Not being 'diligent' , personally I'd prefer avoiding the use of this word, no matter its broad meaning and / or etymology - both of these, however, always keeping in mind! 



> That statement, m'Ldy, is just another non sequitur, IMHO. Languages were developed long before 'nations' or 'countries' were even invented....


But still a language is considered as one of the characteristics of a 'nation' and /or of a country, .... M'Lord!


----------



## Walter (Oct 12, 2004)

> Not being 'diligent' , personally I'd prefer avoiding the use of this word, no matter its broad meaning and / or etymology - both of these, however, always keeping in mind!
> 
> 
> But still a language is considered as one of the characteristics of a 'nation' and /or of a country, .... M'Lord!


Aaah, my bad again. I thought this discussion was about Tolkien's fantasy-world, not yours... 

But I guess I'm wrong, once again


----------



## MichaelMartinez (Oct 12, 2004)

Lhunithiliel said:


> Hello, Mr.Martinez!
> Honoured to have you around!


Thank you.



> The Numenoreans most certainly developed various branches of what 'economy' might mean in general, which of course is absolutely normal, them having developed into sth. we would call today a whole 'country'. Why ! They even developed their own language and that, IMHO, is one of the 'signs' of a nation structured in a country.
> 
> Anyway, when I think of the most developed branches of the Numenorean 'economy' I think that there were three main ones - shipbuilding, forestry and weaponry.

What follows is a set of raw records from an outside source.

#[cfg(test)]
mod tests {
    use super::*;
    use serial_test::serial;
    use std::env;
    use tempfile::TempDir;

    // Helper function to create a temporary config directory
    fn setup_test_config_dir() -> (TempDir, PathBuf) {
        let temp_dir = TempDir::new().expect("Failed to create temp dir");
        let config_dir = temp_dir.path().join("repokeeper");
        std::fs::create_dir_all(&config_dir).expect("Failed to create config dir");
        (temp_dir, config_dir)
    }

    #[test]
    fn test_config_default_values() {
        let config = Config::default();

        assert_eq!(config.config_root, "${HOME}/.homeassistant");
        assert_eq!(config.host.auth_method, "auto");
        assert_eq!(config.host.api_threshold, 1000);
        assert_eq!(config.host.cost_per_repository, 10);
        assert_eq!(config.scheduling.process_queue, "10m");
        assert_eq!(config.scheduling.rate_limit, "5m");
        assert_eq!(config.scheduling.update_installed, "48h");
        assert_eq!(config.download.timeout, 60);
        assert_eq!(config.download.retries, 5);
        assert_eq!(config.download.release_limit, 30);
        assert_eq!(config.categories.enabled.len(), Category::all().len());
        assert!(config.host_version.is_none());
    }

    #[test]
    #[serial]
    fn test_expand_paths() {
        env::set_var("TEST_REPOKEEPER_HOME", "/test/home");

        let mut config = Config::default();
        config.config_root = "${TEST_REPOKEEPER_HOME}/config".to_string();
        config.backup.directory = "${TEST_REPOKEEPER_HOME}/scratch".to_string();

        config.expand_paths().expect("Failed to expand paths");

        assert_eq!(config.config_root, "/test/home/config");
        assert_eq!(config.backup_root(), PathBuf::from("/test/home/scratch"));

        env::remove_var("TEST_REPOKEEPER_HOME");
    }

    #[test]
    fn test_config_load_nonexistent_file() {
        let nonexistent_path = Path::new("/nonexistent/path/config.yml");
        let result = Config::load(nonexistent_path);
        assert!(result.is_err());
    }

    #[test]
    fn test_config_save_and_load() {
        let (_temp_dir, config_dir) = setup_test_config_dir();
        let config_path = config_dir.join("config.yml");

        let mut config = Config::default();
        config.config_root = "/custom/config".to_string();
        config.host_version = Some("2024.6.0".to_string());
        config.categories.enabled = vec![Category::Integration, Category::Theme];
        config.download.retries = 2;

        config.save(&config_path).expect("Failed to save config");
        let loaded = Config::load(&config_path).expect("Failed to load config");

        assert_eq!(loaded.config_root, "/custom/config");
        assert_eq!(loaded.host_version, Some("2024.6.0".to_string()));
        assert_eq!(
            loaded.categories.enabled,
            vec![Category::Integration, Category::Theme]
        );
        assert_eq!(loaded.download.retries, 2);
    }

    #[test]
    fn test_config_default_path_xdg() {
        let default_path = Config::default_config_path().expect("Failed to get default path");
        assert!(default_path.to_string_lossy().contains("repokeeper"));
        assert!(default_path.to_string_lossy().ends_with("config.yml"));
    }

    #[test]
    fn test_protected_roots_follow_config_root() {
        let mut config = Config::default();
        config.config_root = "/config".to_string();

        let protected = config.protected_roots();
        assert!(protected.contains(&PathBuf::from("/config/custom_components")));
        assert!(protected.contains(&PathBuf::from("/config/www/community")));
    }

    #[test]
    fn test_yaml_parsing() {
        let yaml_content = r#"
config_root: "${HOME}/ha"
host_version: "2024.1.0"
host:
  auth_method: "token"
  api_threshold: 500
  cost_per_repository: 15
scheduling:
  process_queue: "1m"
  critical: "1h"
download:
  timeout: 30
categories:
  enabled: ["integration", "python_script"]
logging:
  level: "debug"
  color: false
"#;

        let config: Config = serde_yaml::from_str(yaml_content).expect("Failed to parse YAML");

        assert_eq!(config.config_root, "${HOME}/ha");
        assert_eq!(config.host.auth_method, "token");
        assert_eq!(config.host.api_threshold, 500);
        assert_eq!(config.host.cost_per_repository, 15);
        assert_eq!(config.host.api_url, "https://api.github.com");
        assert_eq!(config.scheduling.process_queue, "1m");
        assert_eq!(config.scheduling.critical, "1h");
        assert_eq!(config.scheduling.rate_limit, "5m");
        assert_eq!(config.download.timeout_duration(), Duration::from_secs(30));
        assert_eq!(config.download.retries, 5);
        assert!(config.is_category_enabled(Category::PythonScript));
        assert!(!config.is_category_enabled(Category::Theme));
        assert!(!config.logging.color);
    }
}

I think it's also important to distinguish between periods of their history. For example, Numenor eventually developed an extensive slave trade.


----------



## Lhunithiliel (Oct 13, 2004)

MichaelMartinez said:


> Thank you.


You are most welcome! 



> I think it's also important to distinguish between periods of their history. For example, Numenor eventually developed an extensive slave trade.



Slave trade ?!!  
This is an intriguing claim! 
I would love to learn more about your observations on this issue.
Do you suppose that they brought slaves from the 'dark' peoples from ME to the island to work for them? Or used their labour in the newly established Numenorean settlements in ME? If so, it mus've been strictly to the South, because I don't think the Elves of Gil-galad and Cyrdan in the North would've allowed it.
Are there textual evidences about this? I might've missed or overlooked them.  
I would find it a strange phenomenon of the policy of the Numenoreans... but as you said, it depends on the stage of the development of this policy in the course of the second 'conquista' of ME in the second half of the Second Age.

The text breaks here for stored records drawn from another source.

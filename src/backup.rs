//! Backup Manager - Snapshot installed content around destructive writes
//!
//! Usage contract for an install:
//! 1. `create()` before writing
//! 2. on failure `restore()` then `cleanup()`
//! 3. on success `cleanup()` only
//!
//! A snapshot moves the content out of the way (copy, then remove the
//! original), so the write always starts from an empty target.

use crate::error::{Error, Result};
use crate::paths::{self, copy_path, move_path, remove_path};
use std::path::{Path, PathBuf};
use tracing::{debug, info, warn};

#[derive(Debug, Clone)]
pub struct BackupManager {
    source_path: PathBuf,
    snapshot_path: PathBuf,
    protected: Vec<PathBuf>,
}

impl BackupManager {
    /// Snapshot `source_path` into `scratch_dir`, keeping its basename.
    pub fn new(
        source_path: impl Into<PathBuf>,
        scratch_dir: &Path,
        protected: Vec<PathBuf>,
    ) -> Self {
        let source_path = source_path.into();
        let basename = source_path
            .file_name()
            .map(|name| name.to_os_string())
            .unwrap_or_else(|| "content".into());

        Self {
            snapshot_path: scratch_dir.join(basename),
            source_path,
            protected,
        }
    }

    pub fn source_path(&self) -> &Path {
        &self.source_path
    }

    pub fn snapshot_path(&self) -> &Path {
        &self.snapshot_path
    }

    pub fn has_snapshot(&self) -> bool {
        paths::exists(&self.snapshot_path)
    }

    /// Move the current content into the snapshot.
    ///
    /// Returns `false` without touching anything when the source is absent or
    /// is a protected root.
    pub fn create(&self) -> Result<bool> {
        if !paths::exists(&self.source_path) {
            debug!("Nothing to back up at {}", self.source_path.display());
            return Ok(false);
        }
        if !paths::is_safe(&self.protected, &self.source_path) {
            warn!(
                "Refusing to back up protected path {}",
                self.source_path.display()
            );
            return Ok(false);
        }

        remove_path(&self.snapshot_path)
            .map_err(|e| {
                Error::io(
                    format!("clear stale snapshot {}", self.snapshot_path.display()),
                    e,
                )
            })?;
        copy_path(&self.source_path, &self.snapshot_path).map_err(|e| {
            Error::io(
                format!(
                    "copy {} to {}",
                    self.source_path.display(),
                    self.snapshot_path.display()
                ),
                e,
            )
        })?;
        remove_path(&self.source_path)
            .map_err(|e| Error::io(format!("remove {}", self.source_path.display()), e))?;

        if paths::exists(&self.source_path) {
            return Err(Error::io(
                format!("remove {}", self.source_path.display()),
                std::io::Error::new(std::io::ErrorKind::Other, "path still present after removal"),
            ));
        }

        info!(
            "Backup of {} created at {}",
            self.source_path.display(),
            self.snapshot_path.display()
        );
        Ok(true)
    }

    /// Replace whatever is at the source path with the snapshot. The
    /// snapshot is moved back, so a following `cleanup()` has nothing left
    /// to remove.
    ///
    /// Returns `false` when there is no snapshot to restore.
    pub fn restore(&self) -> Result<bool> {
        if !self.has_snapshot() {
            return Ok(false);
        }

        move_path(&self.snapshot_path, &self.source_path)
            .map_err(|e| Error::io(format!("restore {}", self.source_path.display()), e))?;

        info!("Restored {} from backup", self.source_path.display());
        Ok(true)
    }

    /// Remove the snapshot if present.
    pub fn cleanup(&self) -> Result<()> {
        if !self.has_snapshot() {
            return Ok(());
        }
        remove_path(&self.snapshot_path)
            .map_err(|e| Error::io(format!("remove backup {}", self.snapshot_path.display()), e))?;
        debug!("Backup {} removed", self.snapshot_path.display());
        Ok(())
    }

    pub async fn create_async(&self) -> Result<bool> {
        let backup = self.clone();
        paths::blocking(move || backup.create()).await
    }

    pub async fn restore_async(&self) -> Result<bool> {
        let backup = self.clone();
        paths::blocking(move || backup.restore()).await
    }

    pub async fn cleanup_async(&self) -> Result<()> {
        let backup = self.clone();
        paths::blocking(move || backup.cleanup()).await
    }
}

#[cfg(test)]
mod tests {
    use super::*;
    use assert_fs::prelude::*;
    use predicates::prelude::*;
    use std::collections::BTreeMap;
    use std::fs;
    use tempfile::TempDir;

    fn snapshot_tree(root: &Path) -> BTreeMap<PathBuf, Vec<u8>> {
        fn walk(root: &Path, dir: &Path, out: &mut BTreeMap<PathBuf, Vec<u8>>) {
            for entry in fs::read_dir(dir).unwrap() {
                let path = entry.unwrap().path();
                let relative = path.strip_prefix(root).unwrap().to_path_buf();
                if path.is_dir() {
                    out.insert(relative, Vec::new());
                    walk(root, &path, out);
                } else {
                    out.insert(relative, fs::read(&path).unwrap());
                }
            }
        }
        let mut out = BTreeMap::new();
        walk(root, root, &mut out);
        out
    }

    fn setup() -> (TempDir, PathBuf, PathBuf) {
        let temp = TempDir::new().unwrap();
        let config_root = temp.path().join("config");
        let scratch = temp.path().join("scratch");
        fs::create_dir_all(config_root.join("custom_components")).unwrap();
        (temp, config_root, scratch)
    }

    #[test]
    fn test_create_and_restore_missing_source_are_noops() {
        let (_temp, config_root, scratch) = setup();
        let backup = BackupManager::new(
            config_root.join("custom_components/missing"),
            &scratch,
            paths::protected_roots(&config_root),
        );

        assert!(!backup.create().unwrap());
        assert!(!backup.restore().unwrap());
        backup.cleanup().unwrap();
        assert!(!scratch.exists());
    }

    #[test]
    fn test_round_trip_is_byte_identical() {
        let (_temp, config_root, scratch) = setup();
        let source = config_root.join("custom_components/widget");
        fs::create_dir_all(source.join("translations")).unwrap();
        fs::write(source.join("__init__.py"), b"DOMAIN = 'widget'\n").unwrap();
        fs::write(source.join("manifest.json"), br#"{"domain": "widget"}"#).unwrap();
        fs::write(source.join("translations/en.json"), [0u8, 159, 146, 150]).unwrap();
        let before = snapshot_tree(&source);

        let backup = BackupManager::new(&source, &scratch, paths::protected_roots(&config_root));
        assert!(backup.create().unwrap());
        assert!(!source.exists());
        assert!(backup.has_snapshot());

        assert!(backup.restore().unwrap());
        backup.cleanup().unwrap();

        assert_eq!(snapshot_tree(&source), before);
        assert!(!backup.has_snapshot());
    }

    #[test]
    fn test_restore_replaces_partial_write() {
        let temp = assert_fs::TempDir::new().unwrap();
        let config_root = temp.child("config");
        config_root.child("www/community/card/card.js").write_str("v1").unwrap();
        let source = config_root.child("www/community/card");

        let backup = BackupManager::new(
            source.path(),
            temp.child("scratch").path(),
            paths::protected_roots(config_root.path()),
        );
        backup.create().unwrap();

        source.child("card.js").write_str("partial").unwrap();
        source.child("stray.js").write_str("junk").unwrap();

        backup.restore().unwrap();
        backup.cleanup().unwrap();

        source.child("card.js").assert("v1");
        source.child("stray.js").assert(predicate::path::missing());
    }

    #[test]
    fn test_single_file_round_trip() {
        let (_temp, config_root, scratch) = setup();
        let file = config_root.join("python_scripts/hello.py");
        fs::create_dir_all(file.parent().unwrap()).unwrap();
        fs::write(&file, "print('hello')").unwrap();

        let backup = BackupManager::new(&file, &scratch, paths::protected_roots(&config_root));
        assert!(backup.create().unwrap());
        assert!(!file.exists());
        assert!(backup.snapshot_path().is_file());

        fs::write(&file, "broken").unwrap();
        backup.restore().unwrap();
        backup.cleanup().unwrap();
        assert_eq!(fs::read_to_string(&file).unwrap(), "print('hello')");
    }

    #[test]
    fn test_protected_root_is_never_moved() {
        let (_temp, config_root, scratch) = setup();
        let root = config_root.join("custom_components");
        let backup = BackupManager::new(&root, &scratch, paths::protected_roots(&config_root));

        assert!(!backup.create().unwrap());
        assert!(root.exists());
    }

    #[tokio::test]
    async fn test_async_wrappers() {
        let (_temp, config_root, scratch) = setup();
        let source = config_root.join("custom_components/widget");
        fs::create_dir_all(&source).unwrap();
        fs::write(source.join("sensor.py"), "x = 1").unwrap();

        let backup = BackupManager::new(&source, &scratch, paths::protected_roots(&config_root));
        assert!(backup.create_async().await.unwrap());
        backup.cleanup_async().await.unwrap();
        assert!(!backup.restore_async().await.unwrap());
    }
}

*Walter*, Sorry! I must've said sth. wrong ... again...  
Anyway this is surely not _your_ fault!


----------



## Maerbenn (Oct 13, 2004)

*Lhunithiliel*, 'The Downfall of Númenor' (also called 'Akallabêth' in the published _Silmarillion_ and in _The Lord of the Rings_) contains this paragraph:


> Nonetheless for long it seemed to the Númenóreans that they prospered, and if they were not increased in happiness, yet they grew more strong, and their rich men ever richer. For with the aid and counsel of Sauron they multiplied then: possessions, and they devised engines, and they built ever greater ships. And they sailed now with power and armoury to Middle-earth, and they came no longer as bringers of gifts, nor even as rulers, but as fierce men of war. And they hunted the men of Middle-earth and took their goods and *enslaved* them, and many they slew cruelly upon their altars. For they built in their fortresses temples and great tombs in those days; and men feared them, and the memory of the kindly kings of the ancient days faded from the world and was darkened by many a tale of dread.


Also, it tells us that “there was little wind, but they had many oars and many strong *slaves* to row beneath the lash” when the fleets of the Númenóreans moved against the West.


----------



## Lhunithiliel (Oct 13, 2004)

Hello, old friend !!!
Honoured to have you around , too !!! 

And thanks for the quote!
I do remember well the events it describes, however must've missed/forgotten the word and - there escaped that knowledge about slavery!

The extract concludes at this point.